● **TASK OBJECTIVE**: Output the data word for word. Begin at its first line and end at the line with "let products = match".

Excerpts from a dataset:
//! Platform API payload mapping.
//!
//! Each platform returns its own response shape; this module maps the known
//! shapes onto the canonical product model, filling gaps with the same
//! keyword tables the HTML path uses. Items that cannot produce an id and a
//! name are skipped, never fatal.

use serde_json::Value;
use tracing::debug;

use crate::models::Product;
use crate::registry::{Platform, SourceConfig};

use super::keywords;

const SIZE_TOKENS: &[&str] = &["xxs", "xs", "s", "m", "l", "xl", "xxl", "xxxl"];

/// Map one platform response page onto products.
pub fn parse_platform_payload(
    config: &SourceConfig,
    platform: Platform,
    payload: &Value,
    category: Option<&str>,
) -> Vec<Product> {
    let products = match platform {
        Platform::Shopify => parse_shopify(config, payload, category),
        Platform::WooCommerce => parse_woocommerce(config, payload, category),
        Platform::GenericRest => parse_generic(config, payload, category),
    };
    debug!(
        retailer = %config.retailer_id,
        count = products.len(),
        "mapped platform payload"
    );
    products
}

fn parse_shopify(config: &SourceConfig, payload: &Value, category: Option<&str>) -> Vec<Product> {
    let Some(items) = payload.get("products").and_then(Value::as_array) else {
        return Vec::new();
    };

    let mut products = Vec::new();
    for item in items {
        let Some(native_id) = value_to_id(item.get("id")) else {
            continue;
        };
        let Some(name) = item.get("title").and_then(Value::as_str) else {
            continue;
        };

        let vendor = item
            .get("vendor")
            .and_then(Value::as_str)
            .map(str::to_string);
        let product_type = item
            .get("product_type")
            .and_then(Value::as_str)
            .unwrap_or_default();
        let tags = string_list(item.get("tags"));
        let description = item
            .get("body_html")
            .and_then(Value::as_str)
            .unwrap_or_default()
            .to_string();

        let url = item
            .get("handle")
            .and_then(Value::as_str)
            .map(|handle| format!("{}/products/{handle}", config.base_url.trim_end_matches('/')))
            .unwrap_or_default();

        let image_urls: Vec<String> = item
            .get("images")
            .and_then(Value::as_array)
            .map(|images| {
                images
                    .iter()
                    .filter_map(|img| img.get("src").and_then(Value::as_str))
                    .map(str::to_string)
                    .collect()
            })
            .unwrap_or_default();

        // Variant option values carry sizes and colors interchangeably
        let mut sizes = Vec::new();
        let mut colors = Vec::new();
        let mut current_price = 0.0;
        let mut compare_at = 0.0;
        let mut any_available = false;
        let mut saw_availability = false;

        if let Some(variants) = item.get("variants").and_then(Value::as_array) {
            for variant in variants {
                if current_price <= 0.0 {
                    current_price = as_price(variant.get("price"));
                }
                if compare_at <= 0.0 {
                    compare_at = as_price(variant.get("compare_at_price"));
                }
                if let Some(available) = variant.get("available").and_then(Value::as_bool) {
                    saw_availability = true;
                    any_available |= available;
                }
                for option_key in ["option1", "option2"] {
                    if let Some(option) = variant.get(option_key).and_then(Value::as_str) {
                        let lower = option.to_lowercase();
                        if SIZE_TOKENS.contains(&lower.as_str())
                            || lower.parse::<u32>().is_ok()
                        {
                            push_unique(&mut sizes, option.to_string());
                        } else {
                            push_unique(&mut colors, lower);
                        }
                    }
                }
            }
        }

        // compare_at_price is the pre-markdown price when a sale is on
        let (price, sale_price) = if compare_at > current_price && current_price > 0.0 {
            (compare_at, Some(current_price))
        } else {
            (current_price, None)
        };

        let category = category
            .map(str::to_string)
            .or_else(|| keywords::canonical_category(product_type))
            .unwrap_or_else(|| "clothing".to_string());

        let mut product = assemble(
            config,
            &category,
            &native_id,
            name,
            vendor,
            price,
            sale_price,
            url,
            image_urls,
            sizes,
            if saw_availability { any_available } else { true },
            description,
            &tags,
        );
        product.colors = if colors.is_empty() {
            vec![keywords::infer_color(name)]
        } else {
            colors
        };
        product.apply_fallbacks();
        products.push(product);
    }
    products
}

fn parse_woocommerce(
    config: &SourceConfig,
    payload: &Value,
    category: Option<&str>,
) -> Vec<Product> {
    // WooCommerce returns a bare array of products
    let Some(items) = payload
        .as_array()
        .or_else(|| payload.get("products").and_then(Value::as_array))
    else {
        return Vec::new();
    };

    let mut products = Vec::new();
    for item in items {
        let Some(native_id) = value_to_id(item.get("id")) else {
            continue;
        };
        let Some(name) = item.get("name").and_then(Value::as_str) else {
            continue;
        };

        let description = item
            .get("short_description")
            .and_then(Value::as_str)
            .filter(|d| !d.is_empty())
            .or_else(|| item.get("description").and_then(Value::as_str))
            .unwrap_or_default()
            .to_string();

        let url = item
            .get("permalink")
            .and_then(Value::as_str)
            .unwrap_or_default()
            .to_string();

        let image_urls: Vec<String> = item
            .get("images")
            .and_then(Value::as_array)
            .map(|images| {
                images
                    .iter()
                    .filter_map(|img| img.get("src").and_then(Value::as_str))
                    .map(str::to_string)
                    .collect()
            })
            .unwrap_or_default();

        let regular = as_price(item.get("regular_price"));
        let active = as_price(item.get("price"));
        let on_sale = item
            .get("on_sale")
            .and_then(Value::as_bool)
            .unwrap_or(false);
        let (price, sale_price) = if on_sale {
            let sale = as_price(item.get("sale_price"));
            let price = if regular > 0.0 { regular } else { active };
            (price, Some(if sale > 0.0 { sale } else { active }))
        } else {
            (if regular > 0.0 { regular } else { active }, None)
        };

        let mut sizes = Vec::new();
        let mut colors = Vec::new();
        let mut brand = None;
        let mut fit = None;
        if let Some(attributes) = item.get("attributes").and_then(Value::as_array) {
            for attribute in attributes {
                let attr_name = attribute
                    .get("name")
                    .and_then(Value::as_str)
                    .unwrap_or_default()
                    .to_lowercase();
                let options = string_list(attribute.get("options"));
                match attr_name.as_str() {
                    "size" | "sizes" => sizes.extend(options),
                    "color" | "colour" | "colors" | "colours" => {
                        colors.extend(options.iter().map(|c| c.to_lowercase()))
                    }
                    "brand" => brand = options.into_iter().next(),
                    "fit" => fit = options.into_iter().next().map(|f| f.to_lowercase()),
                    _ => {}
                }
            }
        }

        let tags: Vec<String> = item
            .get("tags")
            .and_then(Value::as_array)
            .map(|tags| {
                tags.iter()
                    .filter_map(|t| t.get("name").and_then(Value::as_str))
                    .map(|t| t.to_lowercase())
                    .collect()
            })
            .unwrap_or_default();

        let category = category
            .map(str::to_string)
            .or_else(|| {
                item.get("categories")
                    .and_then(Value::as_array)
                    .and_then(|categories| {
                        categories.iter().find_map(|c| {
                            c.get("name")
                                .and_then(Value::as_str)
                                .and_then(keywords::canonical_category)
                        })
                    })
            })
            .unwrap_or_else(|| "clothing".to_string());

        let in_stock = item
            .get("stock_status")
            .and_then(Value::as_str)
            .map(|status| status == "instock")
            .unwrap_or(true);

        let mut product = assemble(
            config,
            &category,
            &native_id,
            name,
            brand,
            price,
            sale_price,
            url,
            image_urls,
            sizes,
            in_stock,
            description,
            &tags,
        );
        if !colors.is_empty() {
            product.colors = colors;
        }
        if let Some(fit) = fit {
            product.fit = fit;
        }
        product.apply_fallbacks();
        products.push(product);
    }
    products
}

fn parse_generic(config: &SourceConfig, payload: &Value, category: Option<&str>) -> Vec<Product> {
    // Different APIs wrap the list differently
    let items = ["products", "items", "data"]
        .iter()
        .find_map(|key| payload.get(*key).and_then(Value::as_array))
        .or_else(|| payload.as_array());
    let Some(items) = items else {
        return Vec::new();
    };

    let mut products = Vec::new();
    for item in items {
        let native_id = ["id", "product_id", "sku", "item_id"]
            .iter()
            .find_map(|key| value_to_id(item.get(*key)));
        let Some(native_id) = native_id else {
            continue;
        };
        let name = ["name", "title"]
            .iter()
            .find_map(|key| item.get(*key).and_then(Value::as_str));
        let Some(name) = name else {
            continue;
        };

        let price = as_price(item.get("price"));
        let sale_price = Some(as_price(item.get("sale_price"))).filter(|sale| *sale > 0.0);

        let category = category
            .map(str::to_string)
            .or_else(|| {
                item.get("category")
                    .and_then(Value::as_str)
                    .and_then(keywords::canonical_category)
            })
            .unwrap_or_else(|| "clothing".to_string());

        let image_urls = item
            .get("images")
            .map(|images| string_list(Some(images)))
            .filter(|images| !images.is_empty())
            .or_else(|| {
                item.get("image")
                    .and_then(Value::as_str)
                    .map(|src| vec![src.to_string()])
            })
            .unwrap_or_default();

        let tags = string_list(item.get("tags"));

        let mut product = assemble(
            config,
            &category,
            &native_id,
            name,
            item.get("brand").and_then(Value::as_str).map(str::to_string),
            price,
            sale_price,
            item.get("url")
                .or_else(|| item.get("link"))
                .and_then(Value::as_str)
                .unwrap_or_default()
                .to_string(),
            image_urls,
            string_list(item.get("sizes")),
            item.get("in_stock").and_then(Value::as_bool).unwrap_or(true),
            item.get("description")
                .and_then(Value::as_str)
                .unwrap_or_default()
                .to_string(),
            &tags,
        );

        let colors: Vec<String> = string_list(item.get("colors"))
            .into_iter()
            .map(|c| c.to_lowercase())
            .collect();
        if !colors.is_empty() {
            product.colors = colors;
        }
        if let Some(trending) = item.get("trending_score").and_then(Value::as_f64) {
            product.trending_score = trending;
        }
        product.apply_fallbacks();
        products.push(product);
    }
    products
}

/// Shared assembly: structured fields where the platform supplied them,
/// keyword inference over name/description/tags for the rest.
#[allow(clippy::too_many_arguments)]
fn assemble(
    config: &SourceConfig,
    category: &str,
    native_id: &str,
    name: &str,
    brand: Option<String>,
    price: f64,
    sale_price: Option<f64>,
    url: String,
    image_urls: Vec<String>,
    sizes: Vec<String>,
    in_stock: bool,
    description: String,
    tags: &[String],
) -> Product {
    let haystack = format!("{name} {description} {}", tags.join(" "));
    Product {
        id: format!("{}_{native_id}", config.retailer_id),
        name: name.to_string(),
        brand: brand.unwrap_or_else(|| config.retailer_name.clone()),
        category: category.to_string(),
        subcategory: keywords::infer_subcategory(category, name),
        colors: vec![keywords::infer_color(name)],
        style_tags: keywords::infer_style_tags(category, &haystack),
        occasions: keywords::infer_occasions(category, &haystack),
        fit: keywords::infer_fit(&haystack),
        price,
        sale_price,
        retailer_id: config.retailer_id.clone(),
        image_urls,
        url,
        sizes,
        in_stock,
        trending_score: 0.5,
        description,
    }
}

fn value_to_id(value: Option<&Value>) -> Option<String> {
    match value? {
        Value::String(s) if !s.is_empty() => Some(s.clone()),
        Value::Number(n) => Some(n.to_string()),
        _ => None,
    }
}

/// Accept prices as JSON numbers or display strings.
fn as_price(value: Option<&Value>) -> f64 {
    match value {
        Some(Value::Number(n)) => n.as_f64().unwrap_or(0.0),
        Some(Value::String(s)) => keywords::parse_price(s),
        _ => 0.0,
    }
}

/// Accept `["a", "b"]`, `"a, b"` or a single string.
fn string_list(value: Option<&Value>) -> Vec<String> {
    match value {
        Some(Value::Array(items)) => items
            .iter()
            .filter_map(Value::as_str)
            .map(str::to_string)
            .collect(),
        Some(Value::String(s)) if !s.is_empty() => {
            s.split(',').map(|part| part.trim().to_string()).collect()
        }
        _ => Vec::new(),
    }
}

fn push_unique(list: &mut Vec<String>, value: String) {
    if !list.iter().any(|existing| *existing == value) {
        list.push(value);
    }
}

● **ANSWER TO THIS TASK**:
//! Platform API payload mapping.
//!
//! Each platform returns its own response shape; this module maps the known
//! shapes onto the canonical product model, filling gaps with the same
//! keyword tables the HTML path uses. Items that cannot produce an id and a
//! name are skipped, never fatal.

use serde_json::Value;
use tracing::debug;

use crate::models::Product;
use crate::registry::{Platform, SourceConfig};

use super::keywords;

const SIZE_TOKENS: &[&str] = &["xxs", "xs", "s", "m", "l", "xl", "xxl", "xxxl"];

/// Map one platform response page onto products.
pub fn parse_platform_payload(
    config: &SourceConfig,
    platform: Platform,
    payload: &Value,
    category: Option<&str>,
) -> Vec<Product> {
    let products = match platform {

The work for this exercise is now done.